When professional organizations balk at providing assistive technology for their disabled members, they block a connection between disabled people and the world—to everyone’s detriment.

Katie Rose Guest Pryal
Disability Acts


By Katie Rose Guest Pryal and Karrie Higgins

Alt Text: An old blue wooden door locked shut with a metal bolt and a metal padlock.

This month, physicist Stephen Hawking died. A brilliant scientist, he changed the face of science. And he was disabled: he was nearly fully paralyzed. He did a vast amount of his work with the help of assistive technology: a mobility chair, a computer that spoke for him using signals he sent with muscle movements in his face, and more. These assistive technologies created a bridge between one of the most brilliant minds of our lifetime and the Abled World.

And yet, even today, major professional organizations balk at integrating assistive technologies that would allow their disabled members to bring further knowledge into the world.
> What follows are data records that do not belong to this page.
//! API error types and JSON error response formatting.

use axum::http::StatusCode;
use axum::response::{IntoResponse, Response};
use axum::Json;
use parlance_dialog::DialogError;
use serde::Serialize;

/// JSON error response body.
#[derive(Debug, Serialize)]
pub struct ErrorBody {
    /// Machine-readable error code (e.g., "bad_request").
    pub error: String,
    pub message: String,
}

#[derive(Debug, thiserror::Error)]
pub enum ApiError {
    /// 400 - the body is not a webhook request.
    #[error("Bad request: {0}")]
    BadRequest(String),
    /// 401 - missing or wrong bearer token.
    #[error("Unauthorized: {0}")]
    Unauthorized(String),
    /// 500 - the invocation lifecycle broke down.
    #[error("Internal error: {0}")]
    Internal(String),
}

impl IntoResponse for ApiError {
    fn into_response(self) -> Response {
        let (status, error_code, message) = match self {
            ApiError::BadRequest(msg) => (StatusCode::BAD_REQUEST, "bad_request", msg),
            ApiError::Unauthorized(msg) => (StatusCode::UNAUTHORIZED, "unauthorized", msg),
            ApiError::Internal(msg) => {
                (StatusCode::INTERNAL_SERVER_ERROR, "internal_error", msg)
            }
        };

        let body = ErrorBody {
            error: error_code.to_string(),
            message,
        };

        (status, Json(body)).into_response()
    }
}

impl From<DialogError> for ApiError {
    fn from(err: DialogError) -> Self {
        match err {
            DialogError::MalformedRequest(msg) => ApiError::BadRequest(msg),
            other => ApiError::Internal(other.to_string()),
        }
    }
}

#[cfg(test)]
mod tests {
    use super::*;
    use parlance_dialog::InvocationState;

    #[test]
    fn test_status_codes() {
        assert_eq!(
            ApiError::BadRequest("x".into()).into_response().status(),
            StatusCode::BAD_REQUEST
        );
        assert_eq!(
            ApiError::Unauthorized("x".into()).into_response().status(),
            StatusCode::UNAUTHORIZED
        );
    }

    #[test]
    fn test_dialog_error_mapping() {
        let err: ApiError =
            DialogError::InvalidTransition(InvocationState::Finalized, InvocationState::Start)
                .into();
        assert!(matches!(err, ApiError::Internal(_)));
        let err: ApiError = DialogError::MalformedRequest("no result".into()).into();
        assert!(matches!(err, ApiError::BadRequest(_)));
    }
}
Take, for example, the Association of Writers and Writing Programs (AWP), one of the largest academic conferences in the country with roughly 12,000 attendees annually. This past month, it once again bungled accessibility for disabled writers at their conference. In particular, they emailed disabled presenters who requested to use video-chat instead of traveling to present in person, telling them their video-chat presentations would be poorly received and advised against presenting.

The authors of this piece are disabled writers who have, currently and in the past, turned down opportunities to attend or present at AWP because of AWP’s record of exclusion of disabled writers. For example, of the 42 keynote speakers at AWP this year, none identify as disabled. AWP’s bungling has become a perennial issue. Other disabled writers are addressing AWP’s accessibility problems in other ways.
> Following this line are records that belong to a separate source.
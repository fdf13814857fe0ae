//! HTTP surface of a Parlance assistant: the NLU webhook and a health check.

pub mod auth;
pub mod error;
pub mod handlers;
pub mod routes;
pub mod state;

pub use error::ApiError;
pub use routes::{create_router, start_server};
pub use state::AppState;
We want to focus on one particular aspect of accessibility — providing technological access for those who are unable to travel the conference, specifically, access via video-chat.
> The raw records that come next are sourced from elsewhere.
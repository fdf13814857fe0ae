//! Optional bearer-token protection for the webhook.

use axum::extract::{Request, State};
use axum::middleware::Next;
use axum::response::{IntoResponse, Response};

use crate::error::ApiError;
use crate::state::AppState;

/// Validates `Authorization: Bearer <token>` against the configured webhook
/// token. Passes everything through when no token is configured.
pub async fn require_auth(State(state): State<AppState>, req: Request, next: Next) -> Response {
    let Some(expected) = state.webhook_token.as_deref() else {
        return next.run(req).await;
    };

    let value = match req.headers().get("authorization") {
        Some(value) => value,
        None => {
            return ApiError::Unauthorized("Missing Authorization header".into()).into_response()
        }
    };
    let Ok(value) = value.to_str() else {
        return ApiError::Unauthorized("Invalid Authorization header encoding".into())
            .into_response();
    };

    match value.strip_prefix("Bearer ") {
        Some(token) if token == expected => next.run(req).await,
        _ => {
            tracing::warn!("Rejected webhook call with invalid bearer token");
            ApiError::Unauthorized("Invalid bearer token".into()).into_response()
        }
    }
}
The use of video-chat makes conference attendance more accessible. Video-chat has been raised as an issue before for academic interviews and in an era of travel bans. For its part, the academic establishment has pushed back against the use. But the excuses are hollow, and they tend to follow the same tune. Here’s how AWP pushed back this year.

Karrie’s panel organizer notified AWP that Karrie could not fly to the conference because of an unforeseen health emergency. When she requested a video-chat accommodation, she received this email from AWP (in excerpt):

I do want to caution you, however, because in our experience events where Skype has been used have not always received the best feedback. We generally discourage Skyping in panelists because we have received complaints of the technology not working seamlessly. Adding technology increases the likelihood that something could go wrong — the internet may be spotty or there might be a delay or there might be a whole host of other tech issues.

While AWP did eventually state that Skype would be allowed, they expected Karrie to machete through this thicket of disapproving language.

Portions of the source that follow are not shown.